• **Problem description**: From the records below, please repeat exactly the line that has "use std::fmt;", the line that has "use crate::utils::image_data::decode_data_uri;", and every line between them, and nothing else.

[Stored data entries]
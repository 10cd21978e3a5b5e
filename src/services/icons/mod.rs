//! Icon resolution
//!
//! Turns a link's icon descriptor into something a renderer can show. Every
//! failure path degrades to [`IconSource::None`] or
//! [`IconSource::MissingImage`]; nothing here returns an error.

mod remote;
pub mod svg;

use std::fmt;
use std::path::{Component, Path, PathBuf};
use std::sync::Arc;

use tracing::{debug, warn};

pub use remote::{CdnFetcher, SvgFetcher};

use crate::config::IconsConfig;
use crate::storage::{Icon, Link, UploadedImages};
use crate::utils::image_data::decode_data_uri;
use crate::utils::url_validator::favicon_domain;

/// Renderable icon reference
#[derive(Debug, Clone, PartialEq, Eq)]
pub enum IconSource {
    /// Image URL served by the favicon service
    Favicon { url: String },
    /// Inline SVG markup, already recolored
    Svg { markup: String },
    /// File under the bundled asset directory
    LocalFile { path: PathBuf },
    /// Self-contained uploaded image
    DataUri { uri: String },
    /// The link points at an uploaded image that no longer exists
    MissingImage,
    /// Nothing to render
    None,
}

impl IconSource {
    /// Whether an actual image came out of resolution
    pub fn is_renderable(&self) -> bool {
        !matches!(self, IconSource::None | IconSource::MissingImage)
    }
}

impl fmt::Display for IconSource {
    fn fmt(&self, f: &mut fmt::Formatter<'_>) -> fmt::Result {
        match self {
            IconSource::Favicon { url } => write!(f, "favicon {}", url),
            IconSource::Svg { markup } => write!(f, "inline svg ({} bytes)", markup.len()),
            IconSource::LocalFile { path } => write!(f, "local file {}", path.display()),
            IconSource::DataUri { uri } => match decode_data_uri(uri) {
                Some((mime, bytes)) => {
                    write!(f, "uploaded image ({}, {} bytes)", mime, bytes.len())
                }
                None => write!(f, "uploaded image (undecodable data URI)"),
            },
            IconSource::MissingImage => write!(f, "missing image placeholder"),
            IconSource::None => write!(f, "no icon"),
        }
    }
}

pub struct IconResolver {
    config: IconsConfig,
    fetcher: Arc<dyn SvgFetcher>,
}

impl IconResolver {
    pub fn new(config: IconsConfig, fetcher: Arc<dyn SvgFetcher>) -> Self {
        Self { config, fetcher }
    }

    /// Resolver backed by the configured CDNs
    pub fn from_config(config: &IconsConfig) -> Self {
        Self::new(config.clone(), Arc::new(CdnFetcher::new(config)))
    }

    pub async fn resolve(&self, link: &Link, images: &UploadedImages) -> IconSource {
        match &link.icon {
            Icon::Automatic => self.favicon(&link.url),
            Icon::RemoteVector { name, color } => {
                self.vector(&self.config.simple_icons_url, name, color.as_deref(), "fill")
                    .await
            }
            Icon::PaletteVector { name, color } => {
                self.vector(&self.config.lucide_url, name, color.as_deref(), "stroke")
                    .await
            }
            Icon::LocalAsset { file } => self.local(file),
            Icon::Uploaded { id } => match images.get(id) {
                Some(image) => IconSource::DataUri {
                    uri: image.data.clone(),
                },
                None => {
                    debug!("Uploaded image {} not found for '{}'", id, link.name);
                    IconSource::MissingImage
                }
            },
        }
    }

    fn favicon(&self, url: &str) -> IconSource {
        match favicon_domain(url) {
            Some(domain) => IconSource::Favicon {
                url: self
                    .config
                    .favicon_url
                    .replace("{domain}", &urlencoding::encode(&domain)),
            },
            None => IconSource::None,
        }
    }

    async fn vector(
        &self,
        template: &str,
        name: &str,
        color: Option<&str>,
        paint_attr: &str,
    ) -> IconSource {
        let url = template.replace("{name}", &urlencoding::encode(name));
        let markup = match self.fetcher.fetch_svg(&url).await {
            Ok(markup) => markup,
            Err(e) => {
                warn!("Could not load icon '{}' via {}: {}", name, self.fetcher.name(), e);
                return IconSource::None;
            }
        };

        let markup = match color {
            Some(color) if svg::is_safe_color(color) => {
                svg::set_root_attr(&markup, paint_attr, color).unwrap_or(markup)
            }
            Some(color) => {
                warn!("Ignoring unsafe color '{}' for icon '{}'", color, name);
                markup
            }
            None => markup,
        };
        IconSource::Svg { markup }
    }

    fn local(&self, file: &str) -> IconSource {
        let relative = Path::new(file);
        let contained = relative
            .components()
            .all(|c| matches!(c, Component::Normal(_)));
        if !contained {
            warn!("Rejecting local icon path outside the asset directory: {}", file);
            return IconSource::None;
        }
        IconSource::LocalFile {
            path: Path::new(&self.config.assets_dir).join(relative),
        }
    }
}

• **Solution to the problem**:
use std::fmt;
use std::path::{Component, Path, PathBuf};
use std::sync::Arc;

use tracing::{debug, warn};

pub use remote::{CdnFetcher, SvgFetcher};

use crate::config::IconsConfig;
use crate::storage::{Icon, Link, UploadedImages};
use crate::utils::image_data::decode_data_uri;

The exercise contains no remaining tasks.